▸ **Input data**:
___
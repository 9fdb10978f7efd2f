use cubespace_common::{Color, Face};
use serde::{Deserialize, Serialize};
use std::collections::BTreeMap;

/// A 3×3 grid of stickers, row-major, viewed from outside the face.
pub type Grid = [[Color; 3]; 3];

/// Wire/map form of a facelet state: face letter → grid.
pub type FaceMap = BTreeMap<Face, Grid>;

/// Order in which faces are entered by hand (and printed by the generator of
/// hand-entry input): Up, Left, Front, Right, Back, Down.
pub const ENTRY_ORDER: [Face; 6] = [
    Face::Up,
    Face::Left,
    Face::Front,
    Face::Right,
    Face::Back,
    Face::Down,
];

/// Face order of the 54-character solver string.
pub const SOLVER_ORDER: [Face; 6] = [
    Face::Up,
    Face::Right,
    Face::Front,
    Face::Down,
    Face::Left,
    Face::Back,
];

/// Errors from building, checking or converting a facelet state.
#[derive(Debug, Clone, PartialEq, Eq, thiserror::Error)]
pub enum FaceletError {
    #[error("face {face}: {reason}")]
    Parse { face: Face, reason: String },
    #[error("missing face {0} in cube state")]
    MissingFace(Face),
    #[error("invalid sticker counts {counts:?}: each of 6 colors must appear 9 times")]
    InvalidCounts { counts: BTreeMap<Color, usize> },
    #[error("center color {0} appears on more than one face")]
    DuplicateCenter(Color),
}

/// The authoritative logical cube: six faces of 3×3 color symbols.
///
/// Construction never validates; [`FaceletState::validate`] is a separate
/// diagnostic. Arrays are `Copy`, so `clone()` shares nothing with the
/// original.
#[derive(Debug, Clone, Copy, PartialEq, Eq, Hash, Serialize, Deserialize)]
#[serde(into = "FaceMap", try_from = "FaceMap")]
pub struct FaceletState {
    faces: [Grid; 6],
}

impl Default for FaceletState {
    fn default() -> Self {
        Self::solved()
    }
}

impl FaceletState {
    /// The canonical solved layout: every face uniformly its home color.
    pub fn solved() -> Self {
        let mut faces = [[[Color::White; 3]; 3]; 6];
        for face in Face::ALL {
            faces[face.index()] = [[face.home_color(); 3]; 3];
        }
        Self { faces }
    }

    /// Adopt the given grids verbatim, indexed in [`Face::ALL`] order.
    pub fn from_grids(faces: [Grid; 6]) -> Self {
        Self { faces }
    }

    /// Build a state from six 9-letter strings in [`ENTRY_ORDER`].
    ///
    /// Whitespace is ignored and letters are case-insensitive. Sticker counts
    /// are not checked here.
    pub fn from_face_strings(strings: [&str; 6]) -> Result<Self, FaceletError> {
        let mut faces = [[[Color::White; 3]; 3]; 6];
        for (face, raw) in ENTRY_ORDER.into_iter().zip(strings) {
            let letters: Vec<char> = raw.chars().filter(|c| !c.is_whitespace()).collect();
            if letters.len() != 9 {
                return Err(FaceletError::Parse {
                    face,
                    reason: format!("expected 9 colors, got {}", letters.len()),
                });
            }
            let grid = &mut faces[face.index()];
            for (i, letter) in letters.into_iter().enumerate() {
                grid[i / 3][i % 3] =
                    Color::from_letter(letter).map_err(|e| FaceletError::Parse {
                        face,
                        reason: e.to_string(),
                    })?;
            }
        }
        Ok(Self { faces })
    }

    pub fn face(&self, face: Face) -> &Grid {
        &self.faces[face.index()]
    }

    pub fn face_mut(&mut self, face: Face) -> &mut Grid {
        &mut self.faces[face.index()]
    }

    pub fn sticker(&self, face: Face, row: usize, col: usize) -> Color {
        self.faces[face.index()][row][col]
    }

    /// Occurrences of every symbol across all 54 cells.
    pub fn sticker_counts(&self) -> BTreeMap<Color, usize> {
        let mut counts = BTreeMap::new();
        for grid in &self.faces {
            for &color in grid.iter().flatten() {
                *counts.entry(color).or_insert(0) += 1;
            }
        }
        counts
    }

    /// Succeeds iff exactly six distinct symbols each occur nine times.
    ///
    /// Diagnostic only: a failure is logged and returned, never enforced.
    pub fn validate(&self) -> Result<(), FaceletError> {
        let counts = self.sticker_counts();
        if counts.len() != 6 || counts.values().any(|&c| c != 9) {
            tracing::warn!(?counts, "cube state has invalid sticker counts");
            return Err(FaceletError::InvalidCounts { counts });
        }
        tracing::debug!("cube state has the correct number of stickers");
        Ok(())
    }

    /// True iff every face is uniform (all nine cells equal its center).
    ///
    /// Does not check that the six uniform colors are distinct; see
    /// [`FaceletState::is_fully_solved`].
    pub fn is_solved(&self) -> bool {
        self.faces.iter().all(|grid| {
            let center = grid[1][1];
            grid.iter().flatten().all(|&c| c == center)
        })
    }

    /// [`FaceletState::is_solved`] plus six distinct center colors.
    pub fn is_fully_solved(&self) -> bool {
        if !self.is_solved() {
            return false;
        }
        let mut centers: Vec<Color> = self.faces.iter().map(|g| g[1][1]).collect();
        centers.sort();
        centers.dedup();
        centers.len() == 6
    }

    /// The 54-character facelet string used by two-phase solvers: faces in
    /// [`SOLVER_ORDER`], each sticker named after the face whose center
    /// carries its color.
    pub fn to_solver_string(&self) -> Result<String, FaceletError> {
        // Six distinct centers over a six-color alphabet name every sticker.
        let mut owner: [Option<Face>; 6] = [None; 6];
        for face in SOLVER_ORDER {
            let center = self.sticker(face, 1, 1);
            if owner[center as usize].replace(face).is_some() {
                return Err(FaceletError::DuplicateCenter(center));
            }
        }
        let mut out = String::with_capacity(54);
        for face in SOLVER_ORDER {
            for &color in self.face(face).iter().flatten() {
                out.extend(owner[color as usize].map(Face::letter));
            }
        }
        Ok(out)
    }
}

impl From<FaceletState> for FaceMap {
    fn from(state: FaceletState) -> Self {
        Face::ALL
            .into_iter()
            .map(|f| (f, *state.face(f)))
            .collect()
    }
}

impl TryFrom<FaceMap> for FaceletState {
    type Error = FaceletError;

    fn try_from(map: FaceMap) -> Result<Self, Self::Error> {
        let mut faces = [[[Color::White; 3]; 3]; 6];
        for face in Face::ALL {
            faces[face.index()] = *map.get(&face).ok_or(FaceletError::MissingFace(face))?;
        }
        Ok(Self { faces })
    }
}

fn row_string(row: &[Color; 3]) -> String {
    row.iter()
        .map(|c| c.letter().to_string())
        .collect::<Vec<_>>()
        .join(" ")
}

impl std::fmt::Display for FaceletState {
    /// Unfolded net: Up, then Left/Front/Right/Back side by side, then Down.
    fn fmt(&self, f: &mut std::fmt::Formatter<'_>) -> std::fmt::Result {
        for row in self.face(Face::Up) {
            writeln!(f, "      {}", row_string(row))?;
        }
        writeln!(f)?;
        for i in 0..3 {
            writeln!(
                f,
                "{}  {}  {}  {}",
                row_string(&self.face(Face::Left)[i]),
                row_string(&self.face(Face::Front)[i]),
                row_string(&self.face(Face::Right)[i]),
                row_string(&self.face(Face::Back)[i]),
            )?;
        }
        writeln!(f)?;
        for row in self.face(Face::Down) {
            writeln!(f, "      {}", row_string(row))?;
        }
        Ok(())
    }
}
___
▸ **About this exercise**:
Could you filter the material above and copy each line that holds the word "BTreeMap"?

▸ **Solution to the exercise**:
use std::collections::BTreeMap;
pub type FaceMap = BTreeMap<Face, Grid>;
    InvalidCounts { counts: BTreeMap<Color, usize> },
    pub fn sticker_counts(&self) -> BTreeMap<Color, usize> {
        let mut counts = BTreeMap::new();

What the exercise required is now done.